Doç. Dr. Canpolat, son yıllarda deprem sıklığında artış yaşanmasının deprem habercisi olduğu anlamına gelmediğini ifade ederek, "Son yıllarda depremlerde bir azalma görüldü. En son 1995-1997 yıllarında depremler yaşadık. Bunlarda yaklaşık 5 ve 5 buçuk büyüklüğünde olan depremler. Son yıllarda beklenenden daha düşük depremler gerçekleşmiştir. Doğu Akdeniz’de 2020-2022 yılı aralığında deprem sıklığında artış yaşanmaktadır. Fakat bunun depremin habercisi olduğu şeklindeki bilgi son derece yanlış bir bilgi. Bölgemiz zaten deprem hassasiyeti yaşama potansiyeli çok yüksek olan bir bölge. Depremlerde bir artış yaşanabilir, çok büyük depremler de yaşanabilir. Ama yaşanılan deprem sayısının yüksekliği çok büyük deprem habercisi şeklinde yorumlanamaz” diye konuştu.

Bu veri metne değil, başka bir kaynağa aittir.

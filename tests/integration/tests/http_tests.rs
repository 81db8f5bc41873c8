//! HTTP endpoint integration tests
//!
//! Run with: cargo test -p integration-tests --test http_tests

use std::sync::Arc;
use std::time::Duration;

use courier_cache::InMemoryBus;
use courier_common::EventType;
use courier_gateway::protocol::OpCode;
use integration_tests::{assert_json, assert_status, test_config, TestServer};
use reqwest::StatusCode;
use serde_json::{json, Value};

// ============================================================================
// Health
// ============================================================================

#[tokio::test]
async fn test_health_check() {
    let server = TestServer::start().await.expect("Failed to start server");
    let response = server.get("/health").await.expect("Request failed");
    assert_status(response, StatusCode::OK).await.unwrap();
}

// ============================================================================
// Metrics
// ============================================================================

#[tokio::test]
async fn test_metrics_document_shape() {
    let server = TestServer::start().await.expect("Failed to start server");
    let _alice = server.connect("alice").await.expect("Failed to connect");
    let _bob = server.connect("bob").await.expect("Failed to connect");

    let response = server.get("/metrics").await.expect("Request failed");
    let body: Value = assert_json(response, StatusCode::OK).await.unwrap();

    assert_eq!(body["connections"]["current"], 2);
    assert_eq!(body["connections"]["peak"], 2);
    assert!(body["performance"]["eventsPerSecond"].is_number());
    assert!(body["performance"]["averageLatencyMs"].is_number());
    assert!(body["server"]["uptimeSeconds"].is_number());
    assert!(body["server"]["startedAt"].is_string());
}

#[tokio::test]
async fn test_metrics_count_processed_events() {
    let server = TestServer::start().await.expect("Failed to start server");
    let mut bob = server.connect("bob").await.expect("Failed to connect");
    let mut alice = server.connect("alice").await.expect("Failed to connect");

    for n in 0..3 {
        alice
            .send_event(EventType::MessageSend, "bob", json!({"n": n}))
            .await
            .unwrap();
    }
    for _ in 0..3 {
        assert_eq!(bob.recv().await.unwrap().op, OpCode::Dispatch);
    }
    // Latency is recorded once routing returns, just after delivery
    tokio::time::sleep(Duration::from_millis(50)).await;

    let response = server.get("/metrics").await.expect("Request failed");
    let body: Value = assert_json(response, StatusCode::OK).await.unwrap();
    assert_eq!(body["performance"]["totalEventsProcessed"], 3);
    assert_eq!(body["performance"]["rateLimitRejections"], 0);
}

#[tokio::test]
async fn test_metrics_history_fills_over_time() {
    let server = TestServer::start().await.expect("Failed to start server");
    let _alice = server.connect("alice").await.expect("Failed to connect");

    // Snapshots are taken every 100ms in the test configuration
    tokio::time::sleep(Duration::from_millis(450)).await;

    let response = server.get("/metrics/history").await.expect("Request failed");
    let body: Value = assert_json(response, StatusCode::OK).await.unwrap();

    assert_eq!(body["windowSizeMs"], 1_000);
    assert_eq!(body["snapshotIntervalMs"], 100);
    let snapshots = body["snapshots"].as_array().expect("snapshots array");
    assert!(snapshots.len() >= 2, "got {} snapshots", snapshots.len());
    assert!(snapshots.len() <= 10);
    assert_eq!(snapshots.last().unwrap()["connectedClients"], 1);
}

// ============================================================================
// Internal Dispatch
// ============================================================================

#[tokio::test]
async fn test_dispatch_endpoint_delivers() {
    let server = TestServer::start().await.expect("Failed to start server");
    let mut bob = server.connect("bob").await.expect("Failed to connect");

    let response = server
        .post(
            "/internal/dispatch",
            &json!({
                "sender": "billing-service",
                "eventType": "notification",
                "target": "bob",
                "payload": {"invoice": "inv-1"}
            }),
        )
        .await
        .expect("Request failed");
    let body: Value = assert_json(response, StatusCode::OK).await.unwrap();
    assert_eq!(body["status"], "delivered");
    assert_eq!(body["sessions"], 1);

    let frame = bob.recv().await.expect("Expected dispatch");
    assert_eq!(frame.t.as_deref(), Some("notification"));
    assert_eq!(frame.d, Some(json!({"invoice": "inv-1"})));
}

#[tokio::test]
async fn test_dispatch_endpoint_reports_undelivered() {
    let server = TestServer::start().await.expect("Failed to start server");

    let response = server
        .post(
            "/internal/dispatch",
            &json!({"sender": "svc", "eventType": "presence-update", "target": "ghost"}),
        )
        .await
        .expect("Request failed");
    let body: Value = assert_json(response, StatusCode::OK).await.unwrap();
    assert_eq!(body["status"], "undelivered");
}

#[tokio::test]
async fn test_dispatch_endpoint_rejects_unknown_event_type() {
    let server = TestServer::start().await.expect("Failed to start server");

    let response = server
        .post(
            "/internal/dispatch",
            &json!({"sender": "svc", "eventType": "message-send-7", "target": "bob"}),
        )
        .await
        .expect("Request failed");
    let body: Value = assert_json(response, StatusCode::BAD_REQUEST).await.unwrap();
    assert_eq!(body["code"], "UNKNOWN_EVENT_TYPE");
    assert_eq!(server.router.limiter().bucket_count(), 0);
}

#[tokio::test]
async fn test_dispatch_endpoint_rate_limits() {
    let mut config = test_config();
    config.realtime.max_events_per_second = 1;
    config.realtime.rate_limit_burst = 1;
    let server = TestServer::start_with(config, Arc::new(InMemoryBus::standalone()))
        .await
        .expect("Failed to start server");

    let request = json!({"sender": "svc", "eventType": "notification", "target": "ghost"});
    let first = server.post("/internal/dispatch", &request).await.unwrap();
    assert_status(first, StatusCode::OK).await.unwrap();

    let second = server.post("/internal/dispatch", &request).await.unwrap();
    let body: Value = assert_json(second, StatusCode::TOO_MANY_REQUESTS).await.unwrap();
    assert_eq!(body["code"], "RATE_LIMIT_EXCEEDED");
    assert!(body["details"]["retryAfterMs"].as_u64().unwrap() >= 1);
}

"ŞEHİRLERİMİZ FAY HATLARI ÜZERİNDE"
Mustafa Kemal Üniversitesi Coğrafya Bölüm Başkanı Prof. Dr. Tülay Öcal ise depremle eninde sonunda karşılaşılacağını önemli olanın şehirler açısından planlamanın düzenli yapılmasının ve binaların depreme dayanıklı yapılması gerektiğini söyledi. Prof. Dr. Öcal, "Bütün şehirlerimiz fay hatları üzerinde olduğu için eninde sonunda karşılaşacağız. Bundan korkmaya gerek yok. Önemli olan şehirler açısından planlamanın düzenli yapılması, yapıların deprem fay hatları üzerinden uzak olması veya binalarımızın depreme dayanıklı yapılması gerekmektedir. Hatay’da da bunun göz önünde bulundurulması gerekir. Eski binalarda güçlendirmenin olmadığı ve eski binalar yıkıldıktan sonra yenileri yapılırken cadde ve sokak sistemleri göz önünde bulundurmadan 5 katlı sokak sistemine göre yapılan binalar günümüzde 10 veya 15 katlı olarak değişmektedir. Farkında olmadan özellikle şehir merkezindeki bu çok katlılık gelecekte şehrin herhangi bir depremle karşılaşıldığında büyük sorunlar ortaya çıkacaktır. Deprem sonrası toplanma alanlarında cadde ve sokak sistemlerinde sorunlar yaşanacaktır" şeklinde konuştu. (CUMHURİYET)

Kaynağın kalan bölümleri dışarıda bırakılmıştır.